O aumento do estresse, sentimentos de vergonha, perda de estrutura e identidade e percepção de falta de controle frente a dificuldades financeiras e desemprego aumentam o risco de adoecimento mental e demandam políticas sociais e coletivas apropriadas para sua mitigação, para além do cuidado individual (7, 8).
A carga de distúrbios afetivos, como ansiedade e depressão, tem crescido globalmente. Desde 2016, o Brasil enfrenta crescimento nas taxas de desemprego e desigualdade de renda, além de redução de investimentos governamentais em saúde devido a políticas de austeridade, o que potencialmente impactou na saúde mental da população, especialmente em regiões mais vulneráveis, como a Amazônia brasileira.

Objetivos
Avaliar os efeitos precoces das políticas de austeridade no sofrimento mental de adultos residentes em Manaus, por meio da análise das mudanças na prevalência de sintomas graves de ansiedade e depressão entre 2015 e 2019.

Metodologia
Trata-se de análise de dois estudos transversais de base populacional conduzidos em Manaus em 2015 e 2019. Indivíduos adultos (≥18 anos) foram selecionados por amostragem probabilística realizada em três estágios. O desfecho foi a mudança nos sintomas graves de ansiedade (avaliados pelo Generalized Anxiety Disorder 7-item com ponto de corte ≥15) e de depressão (medidos pelo Patient Health Questionnaire 9-item com ponto de corte ≥20) entre os dois períodos. A variação das frequências foi avaliada pelo teste do qui-quadrado goodness-of-fit. As razões de prevalência (RP) com intervalos de confiança de 95% (IC95%) foram calculadas por regressão de Poisson com variância robusta e ajustadas por sexo e ano.

Resultados e discussão
Foram incluídos 5.800 participantes, no total. Os sintomas de ansiedade grave aumentaram de 3,3% (IC95% 2,7-3,9) nos 3.479 participantes incluídos em 2015 para 8,7% (IC95% 7,5-9,8) em 2019 (n=2.321); os sintomas depressivos graves passaram de 2,5% (IC95% 2,0-3,0) para 8,5% (IC95% 7,3-9,6). Sintomas graves de ansiedade foram mais frequentes em mulheres (4.8% em 2015; 11.6% em 2019), pobres (4,3% em 2015; 9,6% em 2019) e estado de saúde ruim (16,7% em 2015; 31,7% em 2019). Sintomas depressivos graves foram mais frequentes em mulheres (4,2% em 2015; 11% em 2019), pobres (3,7% em 2015; 9,6% em 2019), e estado de saúde ruim (13,9% em 2015; 31,4% em 2019). Maiores variações na prevalência do sintoma de ansiedade foram observadas entre mulheres (Δ=7%), pessoas de classe social mais baixa (Δ=6%), pessoas que possuíam escolaridade menor que fundamental (Δ=7%) e com estado de saúde ruim (Δ=15%). Aumento dos sintomas depressivos foi maior entre mulheres (Δ=7%), sem parceiro (Δ=7%), pobres (Δ=6%), e com estado de saúde ruim (Δ=18%). Após ajustes, os desfechos foram maiores em mulheres (ansiedade grave: RP=2,33; IC95% 1,81-2,95; depressão grave: RP=2,38; IC95% 1,83-3,09), em 2019, menor renda e escolaridade, e piores estados de saúde (p<0,001). Em todo o mundo, as mulheres apresentaram maior prevalência e carga de depressão e ansiedade de 1990 a 2019 (9). Fatores de risco psicossociais que podem contribuir para ansiedade e depressão são mais frequentes em mulheres, como violência doméstica e sexual, desigualdades educacionais e no mercado de trabalho.

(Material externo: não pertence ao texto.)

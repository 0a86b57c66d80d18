use serde::Deserialize;

use crate::error::ConfigError;
use crate::ranker::{Ranker, DEFAULT_SUGGESTION_LIMIT};
use crate::weights::WeightVector;

// ---------------------------------------------------------------------------
// Config
// ---------------------------------------------------------------------------

/// Caller-side ranking settings, usually loaded from TOML.
///
/// ```toml
/// limit = 5
/// normalize_weights = false
///
/// [weights]
/// name = 0.40
/// account = 0.25
/// ```
///
/// Missing weight keys fall back to the default vector.
#[derive(Clone, Debug, PartialEq, Deserialize)]
#[serde(deny_unknown_fields)]
pub struct RankingConfig {
    #[serde(default)]
    pub weights: WeightVector,
    #[serde(default = "default_limit")]
    pub limit: usize,
    /// Rescale `weights` to sum to 1.0 after loading.
    #[serde(default)]
    pub normalize_weights: bool,
}

fn default_limit() -> usize {
    DEFAULT_SUGGESTION_LIMIT
}

impl Default for RankingConfig {
    fn default() -> Self {
        Self {
            weights: WeightVector::DEFAULT,
            limit: DEFAULT_SUGGESTION_LIMIT,
            normalize_weights: false,
        }
    }
}

// ---------------------------------------------------------------------------
// Parse + Validate
// ---------------------------------------------------------------------------

impl RankingConfig {
    pub fn from_toml(input: &str) -> Result<Self, ConfigError> {
        let mut config: RankingConfig = toml::from_str(input)?;
        config.validate()?;
        if config.normalize_weights {
            config.weights = config
                .weights
                .normalized()
                .ok_or_else(|| ConfigError::ZeroWeightSum(config.weights.sum()))?;
        }
        Ok(config)
    }

    pub fn validate(&self) -> Result<(), ConfigError> {
        for (dimension, value) in WeightVector::DIMENSIONS
            .into_iter()
            .zip(self.weights.as_array())
        {
            if !value.is_finite() {
                return Err(ConfigError::NonFiniteWeight { dimension, value });
            }
            if value < 0.0 {
                return Err(ConfigError::NegativeWeight { dimension, value });
            }
        }

        if self.limit == 0 {
            return Err(ConfigError::ZeroLimit);
        }

        Ok(())
    }

    /// A ranker using these weights and the neutral group strategy.
    pub fn ranker(&self) -> Ranker {
        Ranker::new().with_weights(self.weights)
    }
}

// ---------------------------------------------------------------------------
// Tests
// ---------------------------------------------------------------------------
use strsim::levenshtein;
use tracing::trace;

use crate::model::Candidate;
use crate::normalize::{NormalizedNames, PreparedQuery};

/// Winkler prefix bonus applies to at most this many leading characters.
const WINKLER_MAX_PREFIX: usize = 4;
const WINKLER_PREFIX_SCALE: f64 = 0.1;

/// Edit-distance floors for the fuzzy tier.
const NEAR_TYPO_DISTANCE: usize = 2;
const NEAR_TYPO_FLOOR: f64 = 0.75;
const FAR_TYPO_DISTANCE: usize = 3;
const FAR_TYPO_FLOOR: f64 = 0.60;

/// Which tier of the name comparison produced the score.
#[derive(Clone, Copy, Debug, PartialEq, Eq)]
pub enum MatchTier {
    ExactDisplay,
    ExactPrimary,
    DisplayPrefix,
    PrimaryPrefix,
    DisplayContains,
    PrimaryContains,
    Fuzzy,
    EmptyQuery,
}

impl MatchTier {
    /// Fixed score for the deterministic tiers; `None` for the fuzzy tier.
    pub fn fixed_score(self) -> Option<f64> {
        match self {
            Self::ExactDisplay => Some(1.0),
            Self::ExactPrimary => Some(0.95),
            Self::DisplayPrefix => Some(0.85),
            Self::PrimaryPrefix => Some(0.80),
            Self::DisplayContains => Some(0.70),
            Self::PrimaryContains => Some(0.65),
            Self::EmptyQuery => Some(0.0),
            Self::Fuzzy => None,
        }
    }
}

#[derive(Clone, Copy, Debug, PartialEq)]
pub struct NameMatch {
    pub tier: MatchTier,
    pub score: f64,
}

/// Jaro similarity of `shorter` against `longer` (by character count).
///
/// Transpositions are halved as a real number, so an odd count of
/// out-of-order matches is not rounded down. The match window is clamped at
/// zero for single-character strings.
fn jaro(shorter: &[char], longer: &[char]) -> f64 {
    if longer.is_empty() {
        return 1.0;
    }
    let window = (longer.len() / 2).saturating_sub(1);

    let mut shorter_matched = vec![false; shorter.len()];
    let mut longer_matched = vec![false; longer.len()];
    let mut matches = 0usize;
    for (i, c) in shorter.iter().enumerate() {
        let lo = i.saturating_sub(window);
        let hi = (i + window + 1).min(longer.len());
        for j in lo..hi {
            if !longer_matched[j] && longer[j] == *c {
                shorter_matched[i] = true;
                longer_matched[j] = true;
                matches += 1;
                break;
            }
        }
    }
    if matches == 0 {
        return 0.0;
    }

    let from_shorter = shorter
        .iter()
        .zip(&shorter_matched)
        .filter_map(|(c, hit)| hit.then_some(c));
    let from_longer = longer
        .iter()
        .zip(&longer_matched)
        .filter_map(|(c, hit)| hit.then_some(c));
    let transpositions = from_shorter
        .zip(from_longer)
        .filter(|(a, b)| a != b)
        .count();

    let m = matches as f64;
    let t = transpositions as f64 / 2.0;
    (m / shorter.len() as f64 + m / longer.len() as f64 + (m - t) / m) / 3.0
}

/// Jaro-Winkler similarity in [0, 1].
///
/// Each leading character the two strings share (up to four) adds
/// `0.1 * (1 - jaro)` on top of the Jaro score.
pub fn jaro_winkler(a: &str, b: &str) -> f64 {
    let a_chars: Vec<char> = a.chars().collect();
    let b_chars: Vec<char> = b.chars().collect();
    let base = if a_chars.len() <= b_chars.len() {
        jaro(&a_chars, &b_chars)
    } else {
        jaro(&b_chars, &a_chars)
    };

    let mut score = base;
    for (x, y) in a_chars.iter().zip(&b_chars).take(WINKLER_MAX_PREFIX) {
        if x != y {
            break;
        }
        score += WINKLER_PREFIX_SCALE * (1.0 - base);
    }
    score.min(1.0)
}

/// Levenshtein edit distance, counted in characters.
pub fn edit_distance(a: &str, b: &str) -> usize {
    levenshtein(a, b)
}

/// Compare a prepared query against a candidate's normalized names.
/// Tiers are tried in order and the first hit wins.
pub fn name_match(query: &PreparedQuery, names: &NormalizedNames) -> NameMatch {
    if query.is_empty() {
        return tier_match(MatchTier::EmptyQuery);
    }
    let q = query.as_str();

    let tier = if names.display == q {
        Some(MatchTier::ExactDisplay)
    } else if names.primary == q {
        Some(MatchTier::ExactPrimary)
    } else if names.display.starts_with(q) {
        Some(MatchTier::DisplayPrefix)
    } else if names.primary.starts_with(q) {
        Some(MatchTier::PrimaryPrefix)
    } else if names.display.contains(q) {
        Some(MatchTier::DisplayContains)
    } else if names.primary.contains(q) {
        Some(MatchTier::PrimaryContains)
    } else {
        None
    };

    match tier {
        Some(tier) => tier_match(tier),
        None => NameMatch {
            tier: MatchTier::Fuzzy,
            score: fuzzy_score(q, names),
        },
    }
}

/// Name-similarity signal for a raw query and candidate.
pub fn similarity(query: &str, candidate: &Candidate) -> f64 {
    name_match(&PreparedQuery::new(query), &NormalizedNames::of(candidate)).score
}

fn tier_match(tier: MatchTier) -> NameMatch {
    NameMatch {
        tier,
        score: tier.fixed_score().unwrap_or(0.0),
    }
}

/// Best Jaro-Winkler over both names, lifted by a floor when either name is a
/// small edit away from the query.
fn fuzzy_score(q: &str, names: &NormalizedNames) -> f64 {
    let jw = jaro_winkler(q, &names.display).max(jaro_winkler(q, &names.primary));
    let dist = edit_distance(q, &names.display).min(edit_distance(q, &names.primary));
    trace!(jw, dist, "name fell through to fuzzy tier");

    if dist <= NEAR_TYPO_DISTANCE {
        jw.max(NEAR_TYPO_FLOOR)
    } else if dist <= FAR_TYPO_DISTANCE {
        jw.max(FAR_TYPO_FLOOR)
    } else {
        jw
    }
}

Conclusões/Considerações finais
Sintomas graves de ansiedade e depressão triplicaram no período. Os resultados apontam para aumento no sofrimento mental dos manauaras, ao comparar a prevalência de sintomas graves de ansiedade e depressão no período anterior à instituição de políticas de austeridade com o período posterior ao corte de gastos e desregulamentação do mercado de trabalho. O período de análise não abrange os efeitos da pandemia de COVID-19, que possivelmente agravaram o cenário. As variações nos sintomas foram mais pronunciadas em indivíduos socioeconomicamente vulneráveis, indicando o efeito potencializador das iniquidades sociais nos transtornos afetivos nessa região.